Information extraction in the era of remote sensing data (Zhang et al. 2021; Wang et al. 2022) is characterized by data-driven information analysis models, and deep learning currently provides the best algorithm for this approach (Reichstein et al. 2019) Deep learning involves the use of a hierarchical architecture designed by stacking several blocks composed of filters (or layers) with specific functions to capture the information in images. Among the available deep learning networks, convolutional neural networks (CNNs) are the most popular and commonly applied to analyze remote sensing images (Li, Huang, and Gong 2019). Many researchers have employed CNNs to improve the accuracy and efficiency of sea ice classification based on SAR data. Wang, Andrea Scott, and Clausi (2017) used a CNN trained with image analysis graphs to estimate ice concentrations from SAR imagery acquired over the Gulf of Saint Lawrence. The authors’ results showed that the CNN could generate ice concentration estimates with improved detail and accuracy relative to Arctic Radiation and Turbulence Interaction Study (ARTIST) SIC products, but the CNN was less sensitive to pixel-level details than was a multilayer perceptron (MLP). Xu and Andrea Scott (2017) adopted the CNN-based AlexNet model as a feature extractor to conduct sea ice and water classification with SAR imagery. This method performed quite well, with an overall classification accuracy of 92.36% on average. Gao et al. (2019) proposed a transferred multilevel fusion network (MLFN) for sea ice change detection from SAR images, representing the first time that transferred deep learning was applied for sea ice change detection. David et al. (2021) developed a CNN architecture to generate Arctic sea ice products from Sentinel-1 SAR data combined with Advanced Microwave Scanning Radiometer 2 (AMSR2) data. From the authors’ experiments, it was concluded that CNNs are suitable for multisensor fusion, even with sensors that differ in resolution; however, the noisy first subswath of the Sentinel-1 sensor was not reduced. By utilizing the advantages of CNNs for depth feature extraction, Han et al. (2021) designed a deep learning network structure for SAR and optical images and achieved sea ice image classification through feature extraction and the feature-level fusion of heterogeneous data.

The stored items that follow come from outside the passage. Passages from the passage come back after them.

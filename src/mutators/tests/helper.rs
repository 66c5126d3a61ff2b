use crate::{
    ast::{Expr, ParentContext, Replacement, Target},
    mutators::{Enabled, Mutable, MutationContext, NodeMutator},
    options::InstrumenterOptions,
};

/// Runs a mutator against one node with everything enabled.
pub fn mutate(
    mutator: &dyn NodeMutator,
    target: Target<'_>,
    parent: &ParentContext,
    options: &InstrumenterOptions,
) -> Vec<Mutable> {
    mutator.mutate(
        MutationContext {
            target,
            parent,
            options,
        },
        Enabled::All,
    )
}

/// Shorthand for expression targets in a neutral parent position.
pub fn mutate_expr(mutator: &dyn NodeMutator, expr: &Expr) -> Vec<Mutable> {
    mutate(
        mutator,
        Target::Expr(expr),
        &ParentContext::VarInit,
        &InstrumenterOptions::default(),
    )
}

pub fn operators(mutables: &[Mutable]) -> Vec<&'static str> {
    mutables.iter().map(|m| m.operator).collect()
}

pub fn expr_replacement(mutable: &Mutable) -> &Expr {
    match &mutable.replacement {
        Replacement::Expr(expr) => expr,
        other => panic!("expected an expression replacement, got {other:?}"),
    }
}

/// Asserts that restricting the family to `only` yields exactly the subset of
/// the unrestricted candidates tagged with those operators.
pub fn assert_level_filtering(
    mutator: &dyn NodeMutator,
    target: Target<'_>,
    parent: &ParentContext,
    only: &[&str],
) {
    let options = InstrumenterOptions::default();
    let ctx = MutationContext {
        target,
        parent,
        options: &options,
    };
    let all = mutator.mutate(ctx, Enabled::All);
    let restriction: Vec<String> = only.iter().map(|s| (*s).to_string()).collect();
    let restricted = mutator.mutate(ctx, Enabled::Only(&restriction));

    let expected: Vec<&'static str> = all
        .iter()
        .map(|m| m.operator)
        .filter(|op| only.contains(op))
        .collect();
    assert_eq!(operators(&restricted), expected);
}
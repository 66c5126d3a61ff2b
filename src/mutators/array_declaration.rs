use super::{Enabled, Mutable, MutationContext, NodeMutator};
use crate::ast::{CalleeHint, Expr, ExprKind, Target};

pub const NAME: &str = "ArrayDeclaration";

/// Element used to fill an empty array so the mutant is observable.
pub const SENTINEL: &str = "Stryker was here";

pub const OPERATORS: &[&str] = &[
    "ArrayDeclaration_EmptyArrayLiteral_ToFilledArrayLiteral",
    "ArrayDeclaration_FilledArrayLiteral_ToEmptyArrayLiteral",
    "ArrayDeclaration_EmptyArrayConstructor_ToFilledArrayConstructor",
    "ArrayDeclaration_FilledArrayConstructor_ToEmptyArrayConstructor",
];

pub struct ArrayDeclarationMutator;

impl NodeMutator for ArrayDeclarationMutator {
    fn name(&self) -> &'static str {
        NAME
    }

    fn mutate(&self, ctx: MutationContext<'_>, enabled: Enabled<'_>) -> Vec<Mutable> {
        let Target::Expr(expr) = ctx.target else {
            return Vec::new();
        };

        let (replacement, operator) = match &expr.kind {
            ExprKind::Array(elements) => {
                if elements.is_empty() {
                    (
                        Expr::array(vec![Expr::string(SENTINEL)]),
                        "ArrayDeclaration_EmptyArrayLiteral_ToFilledArrayLiteral",
                    )
                } else {
                    (
                        Expr::array(Vec::new()),
                        "ArrayDeclaration_FilledArrayLiteral_ToEmptyArrayLiteral",
                    )
                }
            }
            // `Array(...)` and `new Array(...)` behave like the literal form.
            ExprKind::Call { callee, args, .. } | ExprKind::New { callee, args }
                if CalleeHint::of(callee) == CalleeHint::ArrayCtor =>
            {
                let (new_args, operator) = if args.is_empty() {
                    (
                        vec![Expr::array(vec![Expr::string(SENTINEL)])],
                        "ArrayDeclaration_EmptyArrayConstructor_ToFilledArrayConstructor",
                    )
                } else {
                    (
                        Vec::new(),
                        "ArrayDeclaration_FilledArrayConstructor_ToEmptyArrayConstructor",
                    )
                };
                let mut repl = expr.clone();
                match &mut repl.kind {
                    ExprKind::Call { args, .. } | ExprKind::New { args, .. } => *args = new_args,
                    _ => unreachable!(),
                }
                (repl, operator)
            }
            _ => return Vec::new(),
        };

        if !enabled.allows(operator) {
            return Vec::new();
        }
        vec![Mutable::expr(replacement, operator)]
    }
}
use super::{activation_call, MutantPlacer, PlaceError, PlacedMutant};
use crate::{
    ast::{Expr, ExprKind, NodeMut, ParentContext, Replacement, Target},
    options::InstrumenterOptions,
};

/// Weaves expression mutants into a conditional chain:
/// `helper("0") ? m0 : helper("1") ? m1 : original`.
pub struct ExpressionPlacer;

impl MutantPlacer for ExpressionPlacer {
    fn name(&self) -> &'static str {
        "ExpressionPlacer"
    }

    fn can_place(&self, target: Target<'_>, parent: &ParentContext) -> bool {
        if !matches!(target, Target::Expr(_)) {
            return false;
        }
        // positions where a parenthesized conditional is not a valid
        // substitute for the original expression
        !matches!(
            parent,
            ParentContext::Callee { .. }
                | ParentContext::AssignTarget
                | ParentContext::UpdateArg
        )
    }

    fn place(
        &self,
        node: NodeMut<'_>,
        mutants: &[PlacedMutant],
        options: &InstrumenterOptions,
    ) -> Result<(), PlaceError> {
        let NodeMut::Expr(expr) = node else {
            return Err(PlaceError::shape_mismatch(self.name()));
        };

        let span = expr.span;
        let mut woven = std::mem::replace(expr, Expr::new(ExprKind::Null));
        for mutant in mutants.iter().rev() {
            let Replacement::Expr(branch) = &mutant.replacement else {
                return Err(PlaceError::shape_mismatch(self.name()));
            };
            woven = Expr::conditional(
                activation_call(options, mutant.id),
                branch.clone(),
                woven,
            );
        }
        *expr = woven.with_span(span);
        Ok(())
    }
}
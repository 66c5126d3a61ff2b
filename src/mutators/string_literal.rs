use super::{Enabled, Mutable, MutationContext, NodeMutator};
use crate::ast::{CalleeHint, Expr, ExprKind, ParentContext, Target};

pub const NAME: &str = "StringLiteral";

pub const SENTINEL: &str = "Stryker was here!";

pub const OPERATORS: &[&str] = &[
    "StringLiteral_EmptyStringLiteral_ToFilledStringLiteral",
    "StringLiteral_FilledStringLiteral_ToEmptyStringLiteral",
    "StringLiteral_EmptyInterpolatedString_ToFilledInterpolatedString",
    "StringLiteral_FilledInterpolatedString_ToEmptyInterpolatedString",
];

pub struct StringLiteralMutator;

impl NodeMutator for StringLiteralMutator {
    fn name(&self) -> &'static str {
        NAME
    }

    fn mutate(&self, ctx: MutationContext<'_>, enabled: Enabled<'_>) -> Vec<Mutable> {
        let Target::Expr(expr) = ctx.target else {
            return Vec::new();
        };

        match &expr.kind {
            ExprKind::Template { quasis, exprs } => {
                let is_empty = exprs.is_empty() && quasis.iter().all(|quasi| quasi.is_empty());
                let (replacement, operator) = if is_empty {
                    (
                        Expr::template(SENTINEL),
                        "StringLiteral_EmptyInterpolatedString_ToFilledInterpolatedString",
                    )
                } else {
                    (
                        Expr::template(""),
                        "StringLiteral_FilledInterpolatedString_ToEmptyInterpolatedString",
                    )
                };
                if enabled.allows(operator) {
                    vec![Mutable::expr(replacement, operator)]
                } else {
                    Vec::new()
                }
            }
            ExprKind::Str(value) => {
                if !is_valid_parent(ctx.parent) {
                    return Vec::new();
                }
                let (replacement, operator) = if value.is_empty() {
                    (
                        Expr::string(SENTINEL),
                        "StringLiteral_EmptyStringLiteral_ToFilledStringLiteral",
                    )
                } else {
                    (
                        Expr::string(""),
                        "StringLiteral_FilledStringLiteral_ToEmptyStringLiteral",
                    )
                };
                if enabled.allows(operator) {
                    vec![Mutable::expr(replacement, operator)]
                } else {
                    Vec::new()
                }
            }
            _ => Vec::new(),
        }
    }
}

/// Plain strings are left alone in positions where the text has declarative
/// meaning: directive prologues (`"use strict";`) and `require`/`Symbol`
/// arguments. Import/export specifiers and member keys never reach the
/// traversal in the first place.
fn is_valid_parent(parent: &ParentContext) -> bool {
    !matches!(
        parent,
        ParentContext::ExprStmt
            | ParentContext::Argument {
                callee: CalleeHint::Require | CalleeHint::Symbol,
                ..
            }
    )
}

These CNN-based models can achieve the end-to-end classification of sea ice and open water based on SAR images. However, most of these CNN-based models used an image classification framework (Mikołajczyk and Grochowski 2018) and not a pixel-level segmentation framework (Minaee et al. 2021). To address the defects of traditional CNN classification, Long, Shelhamer, and Darrell (2015) proposed fully convolutional networks (FCNs) to recover the category of each pixel from general features. Each network realizes end-to-end segmentation, but the segmentation results are typically not sufficiently detailed. Inspired by FCNs and encoder-decoder models, U-Net was developed to yield more precise segmentations with fewer training images (Ronneberger, Fischer, and Brox 2015). Although initially developed for the semantic segmentation of biomedical images, U-Net has been successfully applied in sea ice detection. To highlight the advantages of artificial intelligence (AI) applications for sea ice classification, Li et al. (2020) constructed a generalized AI framework based on U-Net. The authors acquired six Sentinel-1 SAR images to detect sea ice or water in the Bering Strait and found that the proposed U-Net-based model was capable of detecting sea ice from SAR images at the pixel level. Radhakrishnan, Scott, and Clausi (2021) utilized U-Net to obtain SIC estimates from horizontal transmit – horizontal receive (HH) – and horizontal transmit – vertical receive (HV)-polarized SAR images. Their results showed that using U-Net proved superior to employing the traditionally used CNNs, as it eliminated shortcomings seen in previous models for ice concentration estimation, including computational efficiency, accuracy, dependence on patch size, etc. Ren et al. (2021) integrated a dual-attention mechanism (position and channel attention modules) into the original U-Net model to extract more characteristic features. Their experiments showed that the improved model could effectively achieve pixel-level classification with SAR images. These studies verified that U-Net is an effective framework for sea ice information mining from remote sensing imagery.

2.3. Information systems for the Arctic

Currently, ISs related to the Arctic mainly focus on sea ice data sharing and shipping route visualization. This section mainly reviews the status of Arctic ISs from these two perspectives.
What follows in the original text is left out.